SUSI Grant Ireland: What Home-Educated Students Need to Know
The SUSI grant is worth thousands of euros per year in maintenance and fee support — but it comes with progression rules, income thresholds, and documentation requirements that most families do not fully understand until they have already made an expensive mistake. For home-educated students, who frequently use non-standard entry routes like QQI Level 5 awards, those rules carry particular landmines worth knowing about before you choose your pathway.
What SUSI Covers
Student Universal Support Ireland (SUSI) provides two types of support:
Fee grants: Pay the full student contribution charge (approximately €3,000 per year) for eligible students attending approved courses at Irish institutions.
Maintenance grants: Cash payments toward living and study costs. The amount depends on family income and whether the student lives at home or away from home. For the 2025/2026 academic year, the top rate of maintenance grant for a student living away from the family home was approximately €6,115 per year.
Both types can apply simultaneously. A student from a qualifying income household who lives away from home could receive the student contribution paid entirely plus over €6,000 per year in maintenance — making SUSI one of the most significant financial levers available to eligible families.
Income Limits
SUSI eligibility is primarily determined by reckonable income — the gross income of the household in the tax year prior to entry. For the 2026/2027 academic year, the relevant income year is 2025.
The income limits vary based on the number of dependants in the household:
- Fewer than 4 dependants: approximately €46,790 for the top maintenance rate
- The thresholds increase incrementally for each additional dependant, extending eligibility to households with significantly higher incomes for large families
- A partial grant (reduced maintenance) is available up to approximately €100,000+ for households with multiple dependants
The income assessment includes employment income, self-employment income, rental income, and certain social welfare payments. Some income is excluded — for example, Child Benefit and certain disability payments are typically not reckonable.
The Holiday Earnings Form
This is the form most people do not know about until they are caught out by it.
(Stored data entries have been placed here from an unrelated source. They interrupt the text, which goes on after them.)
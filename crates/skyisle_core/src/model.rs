use serde::{Deserialize, Serialize};

use crate::permission::Capability;
use crate::rank::Rank;
use crate::{IslandId, UserId};

#[derive(Clone, Debug, PartialEq, Serialize, Deserialize)]
#[serde(rename_all = "camelCase")]
pub struct User {
    pub id: UserId,
    pub name: String,
    pub island_id: Option<IslandId>,
    pub rank: Rank,
}

impl User {
    pub fn new(id: UserId, name: impl Into<String>) -> Self {
        Self {
            id,
            name: name.into(),
            island_id: None,
            rank: Rank::Visitor,
        }
    }

    pub fn is_member_of(&self, island: IslandId) -> bool {
        self.island_id == Some(island)
    }

    /// Rank on `island`; anyone outside it is a visitor there.
    pub fn rank_on(&self, island: IslandId) -> Rank {
        if self.is_member_of(island) {
            self.rank
        } else {
            Rank::Visitor
        }
    }

    pub fn join(&mut self, island: IslandId, rank: Rank) {
        self.island_id = Some(island);
        self.rank = rank;
    }

    /// Drops membership; the rank has no meaning without an island.
    pub fn clear_island(&mut self) {
        self.island_id = None;
        self.rank = Rank::Visitor;
    }
}

#[derive(Clone, Debug, PartialEq, Serialize, Deserialize)]
#[serde(rename_all = "camelCase")]
pub struct Island {
    pub id: IslandId,
    pub name: String,
    pub value: f64,
}

impl Island {
    pub fn new(id: IslandId, name: impl Into<String>) -> Self {
        Self {
            id,
            name: name.into(),
            value: 0.0,
        }
    }

    /// Applies a worth delta, never letting the total drop below zero.
    pub fn add_value(&mut self, delta: f64) {
        self.value = (self.value + delta).max(0.0);
    }
}

#[derive(Clone, Debug, PartialEq, Eq, Serialize, Deserialize)]
#[serde(rename_all = "camelCase")]
pub struct IslandInvite {
    pub island_id: IslandId,
    pub user_id: UserId,
    pub inviter_id: UserId,
    pub created_at_ms: i64,
}

impl IslandInvite {
    pub fn is_expired(&self, now_ms: i64, ttl_ms: Option<i64>) -> bool {
        match ttl_ms {
            Some(ttl) => now_ms.saturating_sub(self.created_at_ms) > ttl,
            None => false,
        }
    }
}

#[derive(Clone, Debug, PartialEq, Eq, Serialize, Deserialize)]
#[serde(rename_all = "camelCase")]
pub struct IslandPermissionOverride {
    pub island_id: IslandId,
    pub capability: Capability,
    pub allowed: bool,
}

#[derive(Clone, Debug, PartialEq, Eq, Serialize, Deserialize)]
#[serde(rename_all = "camelCase")]
pub struct IslandBlockCount {
    pub island_id: IslandId,
    pub material: String,
    pub amount: i64,
}

#[derive(Clone, Debug, PartialEq, Serialize, Deserialize)]
#[serde(rename_all = "camelCase")]
pub struct IslandBank {
    pub island_id: IslandId,
    pub item: String,
    pub amount: f64,
}

#[derive(Clone, Copy, Debug, Eq, PartialEq, Hash, Serialize, Deserialize)]
#[serde(rename_all = "SCREAMING_SNAKE_CASE")]
pub enum MissionKind {
    Once,
    Daily,
}

impl MissionKind {
    pub fn as_str(self) -> &'static str {
        match self {
            MissionKind::Once => "ONCE",
            MissionKind::Daily => "DAILY",
        }
    }

    pub fn parse(value: &str) -> Option<Self> {
        match value {
            "ONCE" => Some(MissionKind::Once),
            "DAILY" => Some(MissionKind::Daily),
            _ => None,
        }
    }
}

#[derive(Clone, Debug, PartialEq, Eq, Serialize, Deserialize)]
#[serde(rename_all = "camelCase")]
pub struct IslandMission {
    pub island_id: IslandId,
    pub name: String,
    pub kind: MissionKind,
    pub progress: i64,
}

#[derive(Clone, Debug, PartialEq, Eq, Serialize, Deserialize)]
#[serde(rename_all = "camelCase")]
pub struct SchematicRecord {
    pub name: String,
    pub data: Vec<u8>,
}
//! Two-tier capability resolution.
//!
//! A per-island override, when present, decides outright. Otherwise the
//! actor's rank is compared against the capability's global minimum rank.
//! Non-members are always denied.

use std::collections::HashMap;
use std::fmt;

use serde::{Deserialize, Serialize};

use crate::model::User;
use crate::rank::Rank;
use crate::IslandId;

#[derive(Clone, Copy, Debug, Eq, PartialEq, Ord, PartialOrd, Hash, Serialize, Deserialize)]
#[serde(rename_all = "camelCase")]
pub enum Capability {
    BlockPlace,
    BlockBreak,
    Promote,
    Demote,
    Kick,
    Invite,
    WithdrawBank,
    ChangePermissions,
}

impl Capability {
    pub const ALL: [Capability; 8] = [
        Capability::BlockPlace,
        Capability::BlockBreak,
        Capability::Promote,
        Capability::Demote,
        Capability::Kick,
        Capability::Invite,
        Capability::WithdrawBank,
        Capability::ChangePermissions,
    ];

    pub fn as_str(self) -> &'static str {
        match self {
            Capability::BlockPlace => "blockPlace",
            Capability::BlockBreak => "blockBreak",
            Capability::Promote => "promote",
            Capability::Demote => "demote",
            Capability::Kick => "kick",
            Capability::Invite => "invite",
            Capability::WithdrawBank => "withdrawBank",
            Capability::ChangePermissions => "changePermissions",
        }
    }

    pub fn parse(value: &str) -> Option<Self> {
        Capability::ALL
            .into_iter()
            .find(|capability| capability.as_str() == value)
    }

    /// Minimum rank used when neither config nor an override says otherwise.
    pub fn builtin_minimum(self) -> Rank {
        match self {
            Capability::BlockPlace | Capability::BlockBreak => Rank::Member,
            Capability::Invite | Capability::Kick | Capability::WithdrawBank => Rank::Moderator,
            Capability::Promote | Capability::Demote => Rank::CoOwner,
            Capability::ChangePermissions => Rank::Owner,
        }
    }
}

impl fmt::Display for Capability {
    fn fmt(&self, f: &mut fmt::Formatter<'_>) -> fmt::Result {
        f.write_str(self.as_str())
    }
}

#[derive(Clone, Debug)]
pub struct PermissionResolver {
    minimums: HashMap<Capability, Rank>,
}

impl PermissionResolver {
    /// Builds the global default table; `configured` entries replace the
    /// built-in minimums.
    pub fn new(configured: &HashMap<Capability, Rank>) -> Self {
        let minimums = Capability::ALL
            .into_iter()
            .map(|capability| {
                let rank = configured
                    .get(&capability)
                    .copied()
                    .unwrap_or_else(|| capability.builtin_minimum());
                (capability, rank)
            })
            .collect();
        Self { minimums }
    }

    pub fn minimum_rank(&self, capability: Capability) -> Rank {
        self.minimums
            .get(&capability)
            .copied()
            .unwrap_or_else(|| capability.builtin_minimum())
    }

    pub fn resolve(
        &self,
        island: IslandId,
        user: &User,
        capability: Capability,
        override_value: Option<bool>,
    ) -> bool {
        if !user.is_member_of(island) {
            return false;
        }
        if let Some(allowed) = override_value {
            return allowed;
        }
        user.rank.level() >= self.minimum_rank(capability).level()
    }
}

impl Default for PermissionResolver {
    fn default() -> Self {
        Self::new(&HashMap::new())
    }
}

#[cfg(test)]
mod tests {
    use super::{Capability, PermissionResolver};
    use crate::model::User;
    use crate::rank::Rank;
    use crate::{IslandId, UserId};
    use std::collections::HashMap;

    fn member(island: IslandId, rank: Rank) -> User {
        let mut user = User::new(UserId::new(), "member");
        user.join(island, rank);
        user
    }

    #[test]
    fn outsiders_are_denied_even_with_allow_override() {
        let resolver = PermissionResolver::default();
        let island = IslandId(1);
        let outsider = member(IslandId(2), Rank::Owner);
        assert!(!resolver.resolve(island, &outsider, Capability::BlockPlace, Some(true)));
        assert!(!resolver.resolve(island, &outsider, Capability::BlockPlace, None));
    }

    #[test]
    fn override_is_authoritative_for_every_rank() {
        let resolver = PermissionResolver::default();
        let island = IslandId(7);
        for capability in Capability::ALL {
            for rank in Rank::ALL {
                let user = member(island, rank);
                assert!(resolver.resolve(island, &user, capability, Some(true)));
                assert!(!resolver.resolve(island, &user, capability, Some(false)));
            }
        }
    }

    #[test]
    fn defaults_compare_rank_levels() {
        let resolver = PermissionResolver::default();
        let island = IslandId(1);
        assert!(resolver.resolve(island, &member(island, Rank::Member), Capability::BlockPlace, None));
        assert!(!resolver.resolve(island, &member(island, Rank::Moderator), Capability::Promote, None));
        assert!(resolver.resolve(island, &member(island, Rank::CoOwner), Capability::Promote, None));
        assert!(resolver.resolve(island, &member(island, Rank::Owner), Capability::ChangePermissions, None));
    }

    #[test]
    fn configured_minimums_replace_builtins() {
        let mut configured = HashMap::new();
        configured.insert(Capability::BlockPlace, Rank::Moderator);
        let resolver = PermissionResolver::new(&configured);
        let island = IslandId(1);
        assert_eq!(resolver.minimum_rank(Capability::BlockPlace), Rank::Moderator);
        assert_eq!(resolver.minimum_rank(Capability::Kick), Rank::Moderator);
        assert!(!resolver.resolve(island, &member(island, Rank::Member), Capability::BlockPlace, None));
    }

    #[test]
    fn capability_names_parse_back() {
        for capability in Capability::ALL {
            assert_eq!(Capability::parse(capability.as_str()), Some(capability));
        }
        assert_eq!(Capability::parse("fly"), None);
    }
}
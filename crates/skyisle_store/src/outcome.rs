//! Plain result values handed back to callers for user-facing messaging.

use std::fmt;

use skyisle_core::{Capability, Rank};

/// Why an island action was refused. A normal negative outcome, not an error.
#[derive(Clone, Copy, Debug, Eq, PartialEq)]
pub enum Denial {
    NoSuchUser,
    NoSuchIsland,
    NotInIsland,
    TargetNotInIsland,
    MissingCapability(Capability),
    RankTooLow,
    OwnerCannotLeave,
    AlreadyInIsland,
    NoInvite,
    InviteExpired,
    InsufficientFunds,
    InvalidAmount,
}

impl fmt::Display for Denial {
    fn fmt(&self, f: &mut fmt::Formatter<'_>) -> fmt::Result {
        match self {
            Denial::NoSuchUser => f.write_str("unknown user"),
            Denial::NoSuchIsland => f.write_str("unknown island"),
            Denial::NotInIsland => f.write_str("not a member of this island"),
            Denial::TargetNotInIsland => f.write_str("target is not a member of this island"),
            Denial::MissingCapability(capability) => {
                write!(f, "missing permission '{capability}'")
            }
            Denial::RankTooLow => f.write_str("rank too low for this target"),
            Denial::OwnerCannotLeave => f.write_str("the owner cannot leave their island"),
            Denial::AlreadyInIsland => f.write_str("already a member of an island"),
            Denial::NoInvite => f.write_str("no pending invite"),
            Denial::InviteExpired => f.write_str("invite expired"),
            Denial::InsufficientFunds => f.write_str("insufficient funds"),
            Denial::InvalidAmount => f.write_str("amount must be positive"),
        }
    }
}

pub type Outcome<T> = Result<T, Denial>;

#[derive(Clone, Copy, Debug, Eq, PartialEq)]
pub enum DemoteOutcome {
    Demoted(Rank),
    Evicted,
}

/// Counter and island value after a block change.
#[derive(Clone, Copy, Debug, PartialEq)]
pub struct BlockTally {
    pub amount: i64,
    pub island_value: f64,
}

/// Result of a permitted placement. `tally` is `None` for untracked
/// materials.
#[derive(Clone, Debug, PartialEq)]
pub struct Placement {
    pub tally: Option<BlockTally>,
    pub completed_missions: Vec<String>,
}

#[cfg(test)]
mod tests {
    use super::*;

    #[test]
    fn denial_messages_name_the_capability() {
        assert_eq!(
            Denial::MissingCapability(Capability::Promote).to_string(),
            "missing permission 'promote'"
        );
        assert_eq!(Denial::NoInvite.to_string(), "no pending invite");
    }
}
use thiserror::Error;

#[derive(Debug, Error)]
pub enum IsleError {
    #[error("configuration error: {message}")]
    Configuration { message: String },
    #[error("connectivity error: {message}")]
    Connectivity { message: String },
    #[error("persistence error: {message}")]
    Persistence { message: String },
    #[error("not found: {message}")]
    NotFound { message: String },
    #[error("invalid input: {message}")]
    InvalidInput { message: String },
    #[error("conflict: {message}")]
    Conflict { message: String },
}

impl IsleError {
    pub fn configuration(message: impl Into<String>) -> Self {
        Self::Configuration {
            message: message.into(),
        }
    }

    pub fn connectivity(message: impl Into<String>) -> Self {
        Self::Connectivity {
            message: message.into(),
        }
    }

    pub fn persistence(message: impl Into<String>) -> Self {
        Self::Persistence {
            message: message.into(),
        }
    }

    pub fn not_found(message: impl Into<String>) -> Self {
        Self::NotFound {
            message: message.into(),
        }
    }

    pub fn invalid(message: impl Into<String>) -> Self {
        Self::InvalidInput {
            message: message.into(),
        }
    }

    pub fn conflict(message: impl Into<String>) -> Self {
        Self::Conflict {
            message: message.into(),
        }
    }

    /// Startup failures that must abort the host rather than degrade.
    pub fn is_fatal(&self) -> bool {
        matches!(self, Self::Configuration { .. } | Self::Connectivity { .. })
    }
}

pub type IsleResult<T> = Result<T, IsleError>;

impl From<sea_orm::DbErr> for IsleError {
    fn from(value: sea_orm::DbErr) -> Self {
        IsleError::persistence(value.to_string())
    }
}
impl Record for IslandPermissionOverride {
    type Key = (IslandId, Capability);
    type Table = SkyisleIslandPermissions;

    const KIND: &'static str = "island permission";
    const TABLE: SkyisleIslandPermissions = SkyisleIslandPermissions::Table;

    fn key(&self) -> Self::Key {
        (self.island_id, self.capability)
    }

    fn select() -> SelectStatement {
        Query::select()
            .from(SkyisleIslandPermissions::Table)
            .columns([
                SkyisleIslandPermissions::IslandId,
                SkyisleIslandPermissions::Capability,
                SkyisleIslandPermissions::Allowed,
            ])
            .order_by(SkyisleIslandPermissions::IslandId, Order::Asc)
            .order_by(SkyisleIslandPermissions::Capability, Order::Asc)
            .to_owned()
    }

    fn decode(row: &QueryResult) -> IsleResult<Self> {
        let name: String = column(row, SkyisleIslandPermissions::Capability)?;
        let capability = Capability::parse(&name)
            .ok_or_else(|| IsleError::invalid(format!("unknown capability '{name}'")))?;
        Ok(IslandPermissionOverride {
            island_id: island_column(row, SkyisleIslandPermissions::IslandId)?,
            capability,
            allowed: column(row, SkyisleIslandPermissions::Allowed)?,
        })
    }

    fn upsert(&self) -> InsertStatement {
        Query::insert()
            .into_table(SkyisleIslandPermissions::Table)
            .columns([
                SkyisleIslandPermissions::IslandId,
                SkyisleIslandPermissions::Capability,
                SkyisleIslandPermissions::Allowed,
            ])
            .values_panic([
                self.island_id.as_i32().into(),
                self.capability.as_str().into(),
                self.allowed.into(),
            ])
            .on_conflict(
                OnConflict::columns([
                    SkyisleIslandPermissions::IslandId,
                    SkyisleIslandPermissions::Capability,
                ])
                .update_column(SkyisleIslandPermissions::Allowed)
                .to_owned(),
            )
            .to_owned()
    }

    fn key_condition(key: &Self::Key) -> Condition {
        Cond::all()
            .add(Expr::col(SkyisleIslandPermissions::IslandId).eq(key.0.as_i32()))
            .add(Expr::col(SkyisleIslandPermissions::Capability).eq(key.1.as_str()))
    }

    fn persistable(&self) -> bool {
        !self.island_id.is_provisional()
    }
}

impl Record for IslandBlockCount {
    type Key = (IslandId, String);
    type Table = SkyisleIslandBlocks;

    const KIND: &'static str = "island blocks";
    const TABLE: SkyisleIslandBlocks = SkyisleIslandBlocks::Table;

    fn key(&self) -> Self::Key {
        (self.island_id, self.material.clone())
    }

    fn select() -> SelectStatement {
        Query::select()
            .from(SkyisleIslandBlocks::Table)
            .columns([
                SkyisleIslandBlocks::IslandId,
                SkyisleIslandBlocks::Material,
                SkyisleIslandBlocks::Amount,
            ])
            .order_by(SkyisleIslandBlocks::IslandId, Order::Asc)
            .order_by(SkyisleIslandBlocks::Material, Order::Asc)
            .to_owned()
    }

    fn decode(row: &QueryResult) -> IsleResult<Self> {
        Ok(IslandBlockCount {
            island_id: island_column(row, SkyisleIslandBlocks::IslandId)?,
            material: column(row, SkyisleIslandBlocks::Material)?,
            amount: column(row, SkyisleIslandBlocks::Amount)?,
        })
    }

    fn upsert(&self) -> InsertStatement {
        Query::insert()
            .into_table(SkyisleIslandBlocks::Table)
            .columns([
                SkyisleIslandBlocks::IslandId,
                SkyisleIslandBlocks::Material,
                SkyisleIslandBlocks::Amount,
            ])
            .values_panic([
                self.island_id.as_i32().into(),
                self.material.clone().into(),
                self.amount.into(),
            ])
            .on_conflict(
                OnConflict::columns([SkyisleIslandBlocks::IslandId, SkyisleIslandBlocks::Material])
                    .update_column(SkyisleIslandBlocks::Amount)
                    .to_owned(),
            )
            .to_owned()
    }

    fn key_condition(key: &Self::Key) -> Condition {
        Cond::all()
            .add(Expr::col(SkyisleIslandBlocks::IslandId).eq(key.0.as_i32()))
            .add(Expr::col(SkyisleIslandBlocks::Material).eq(key.1.clone()))
    }

    fn persistable(&self) -> bool {
        !self.island_id.is_provisional()
    }
}

impl Record for IslandBank {
    type Key = (IslandId, String);
    type Table = SkyisleIslandBank;

    const KIND: &'static str = "island bank";
    const TABLE: SkyisleIslandBank = SkyisleIslandBank::Table;

    fn key(&self) -> Self::Key {
        (self.island_id, self.item.clone())
    }

    fn select() -> SelectStatement {
        Query::select()
            .from(SkyisleIslandBank::Table)
            .columns([
                SkyisleIslandBank::IslandId,
                SkyisleIslandBank::Item,
                SkyisleIslandBank::Amount,
            ])
            .order_by(SkyisleIslandBank::IslandId, Order::Asc)
            .order_by(SkyisleIslandBank::Item, Order::Asc)
            .to_owned()
    }

    fn decode(row: &QueryResult) -> IsleResult<Self> {
        Ok(IslandBank {
            island_id: island_column(row, SkyisleIslandBank::IslandId)?,
            item: column(row, SkyisleIslandBank::Item)?,
            amount: column(row, SkyisleIslandBank::Amount)?,
        })
    }

    fn upsert(&self) -> InsertStatement {
        Query::insert()
            .into_table(SkyisleIslandBank::Table)
            .columns([
                SkyisleIslandBank::IslandId,
                SkyisleIslandBank::Item,
                SkyisleIslandBank::Amount,
            ])
            .values_panic([
                self.island_id.as_i32().into(),
                self.item.clone().into(),
                self.amount.into(),
            ])
            .on_conflict(
                OnConflict::columns([SkyisleIslandBank::IslandId, SkyisleIslandBank::Item])
                    .update_column(SkyisleIslandBank::Amount)
                    .to_owned(),
            )
            .to_owned()
    }

    fn key_condition(key: &Self::Key) -> Condition {
        Cond::all()
            .add(Expr::col(SkyisleIslandBank::IslandId).eq(key.0.as_i32()))
            .add(Expr::col(SkyisleIslandBank::Item).eq(key.1.clone()))
    }

    fn persistable(&self) -> bool {
        !self.island_id.is_provisional()
    }
}

impl Record for IslandMission {
    type Key = (IslandId, String);
    type Table = SkyisleIslandMissions;

    const KIND: &'static str = "island mission";
    const TABLE: SkyisleIslandMissions = SkyisleIslandMissions::Table;

    fn key(&self) -> Self::Key {
        (self.island_id, self.name.clone())
    }

    fn select() -> SelectStatement {
        Query::select()
            .from(SkyisleIslandMissions::Table)
            .columns([
                SkyisleIslandMissions::IslandId,
                SkyisleIslandMissions::Name,
                SkyisleIslandMissions::Kind,
                SkyisleIslandMissions::Progress,
            ])
            .order_by(SkyisleIslandMissions::IslandId, Order::Asc)
            .order_by(SkyisleIslandMissions::Name, Order::Asc)
            .to_owned()
    }

    fn decode(row: &QueryResult) -> IsleResult<Self> {
        let kind: String = column(row, SkyisleIslandMissions::Kind)?;
        Ok(IslandMission {
            island_id: island_column(row, SkyisleIslandMissions::IslandId)?,
            name: column(row, SkyisleIslandMissions::Name)?,
            kind: MissionKind::parse(&kind)
                .ok_or_else(|| IsleError::invalid(format!("unknown mission kind '{kind}'")))?,
            progress: column(row, SkyisleIslandMissions::Progress)?,
        })
    }

    fn upsert(&self) -> InsertStatement {
        Query::insert()
            .into_table(SkyisleIslandMissions::Table)
            .columns([
                SkyisleIslandMissions::IslandId,
                SkyisleIslandMissions::Name,
                SkyisleIslandMissions::Kind,
                SkyisleIslandMissions::Progress,
            ])
            .values_panic([
                self.island_id.as_i32().into(),
                self.name.clone().into(),
                self.kind.as_str().into(),
                self.progress.into(),
            ])
            .on_conflict(
                OnConflict::columns([SkyisleIslandMissions::IslandId, SkyisleIslandMissions::Name])
                    .update_columns([SkyisleIslandMissions::Kind, SkyisleIslandMissions::Progress])
                    .to_owned(),
            )
            .to_owned()
    }

    fn key_condition(key: &Self::Key) -> Condition {
        Cond::all()
            .add(Expr::col(SkyisleIslandMissions::IslandId).eq(key.0.as_i32()))
            .add(Expr::col(SkyisleIslandMissions::Name).eq(key.1.clone()))
    }

    fn persistable(&self) -> bool {
        !self.island_id.is_provisional()
    }
}

impl Record for SchematicRecord {
    type Key = String;
    type Table = SkyisleSchematics;

    const KIND: &'static str = "schematic";
    const TABLE: SkyisleSchematics = SkyisleSchematics::Table;

    fn key(&self) -> String {
        self.name.clone()
    }

    fn select() -> SelectStatement {
        Query::select()
            .from(SkyisleSchematics::Table)
            .columns([SkyisleSchematics::Name, SkyisleSchematics::Data])
            .order_by(SkyisleSchematics::Name, Order::Asc)
            .to_owned()
    }

    fn decode(row: &QueryResult) -> IsleResult<Self> {
        Ok(SchematicRecord {
            name: column(row, SkyisleSchematics::Name)?,
            data: column(row, SkyisleSchematics::Data)?,
        })
    }

    fn upsert(&self) -> InsertStatement {
        Query::insert()
            .into_table(SkyisleSchematics::Table)
            .columns([SkyisleSchematics::Name, SkyisleSchematics::Data])
            .values_panic([self.name.clone().into(), self.data.clone().into()])
            .on_conflict(
                OnConflict::column(SkyisleSchematics::Name)
                    .update_column(SkyisleSchematics::Data)
                    .to_owned(),
            )
            .to_owned()
    }

    fn key_condition(key: &String) -> Condition {
        Cond::all().add(Expr::col(SkyisleSchematics::Name).eq(key.clone()))
    }
}
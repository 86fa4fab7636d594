use std::time::{SystemTime, UNIX_EPOCH};

/// Wall-clock milliseconds since the Unix epoch.
pub fn now_millis() -> i64 {
    SystemTime::now()
        .duration_since(UNIX_EPOCH)
        .unwrap_or_default()
        .as_millis() as i64
}
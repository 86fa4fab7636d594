//! Read-only ranking projection over islands.

use std::collections::BTreeMap;

use serde::{Deserialize, Serialize};

use crate::model::Island;

/// Highest-value islands first. Ties keep input order; `n` past the end
/// simply returns every island.
pub fn top_n(islands: &[Island], n: usize) -> Vec<Island> {
    let mut ranked = islands.to_vec();
    ranked.sort_by(|a, b| b.value.total_cmp(&a.value));
    ranked.truncate(n);
    ranked
}

#[derive(Clone, Debug, PartialEq, Serialize, Deserialize)]
pub struct TopSlot {
    pub slot: usize,
    pub position: usize,
    /// `None` renders as filler.
    pub island: Option<Island>,
}

/// Maps leaderboard positions onto display slots, in layout order.
pub fn fill_slots(islands: &[Island], layout: &BTreeMap<usize, usize>) -> Vec<TopSlot> {
    let deepest = layout.keys().copied().max().unwrap_or(0);
    let ranked = top_n(islands, deepest);
    layout
        .iter()
        .map(|(&position, &slot)| TopSlot {
            slot,
            position,
            island: position
                .checked_sub(1)
                .and_then(|index| ranked.get(index))
                .cloned(),
        })
        .collect()
}

#[cfg(test)]
mod tests {
    use super::{fill_slots, top_n};
    use crate::model::Island;
    use crate::IslandId;
    use std::collections::BTreeMap;

    fn islands(values: &[f64]) -> Vec<Island> {
        values
            .iter()
            .enumerate()
            .map(|(index, value)| {
                let mut island = Island::new(IslandId(index as i32 + 1), format!("isle-{index}"));
                island.value = *value;
                island
            })
            .collect()
    }

    #[test]
    fn sorts_by_value_descending() {
        let ranked = top_n(&islands(&[50.0, 10.0, 90.0]), 3);
        let values: Vec<f64> = ranked.iter().map(|island| island.value).collect();
        assert_eq!(values, vec![90.0, 50.0, 10.0]);
    }

    #[test]
    fn oversized_n_returns_everything_without_padding() {
        assert_eq!(top_n(&islands(&[50.0, 10.0, 90.0]), 10).len(), 3);
        assert!(top_n(&[], 5).is_empty());
    }

    #[test]
    fn ties_keep_insertion_order() {
        let ranked = top_n(&islands(&[5.0, 7.0, 5.0, 5.0]), 4);
        let ids: Vec<i32> = ranked.iter().map(|island| island.id.0).collect();
        assert_eq!(ids, vec![2, 1, 3, 4]);
    }

    #[test]
    fn slots_past_the_population_are_filler() {
        let layout: BTreeMap<usize, usize> = [(1, 4), (2, 12), (3, 14), (4, 19)].into_iter().collect();
        let slots = fill_slots(&islands(&[1.0, 3.0]), &layout);
        assert_eq!(slots.len(), 4);
        assert_eq!(slots[0].slot, 4);
        assert_eq!(slots[0].island.as_ref().map(|i| i.value), Some(3.0));
        assert_eq!(slots[1].island.as_ref().map(|i| i.value), Some(1.0));
        assert!(slots[2].island.is_none());
        assert!(slots[3].island.is_none());
    }

    #[test]
    fn position_zero_is_never_filled() {
        let layout: BTreeMap<usize, usize> = [(0, 1)].into_iter().collect();
        let slots = fill_slots(&islands(&[1.0]), &layout);
        assert!(slots[0].island.is_none());
    }
}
SUSI requires students to declare any income earned during holiday periods — summer jobs, part-time work during study breaks, and similar earnings. The holiday earnings form must be submitted if the student earned income during the holiday period of the grant year.
Failure to submit this form when required — or underreporting earnings — can result in SUSI clawing back grant payments or refusing renewal. The form is straightforward, but it must be submitted accurately and on time. SUSI will cross-reference income declarations against Revenue records.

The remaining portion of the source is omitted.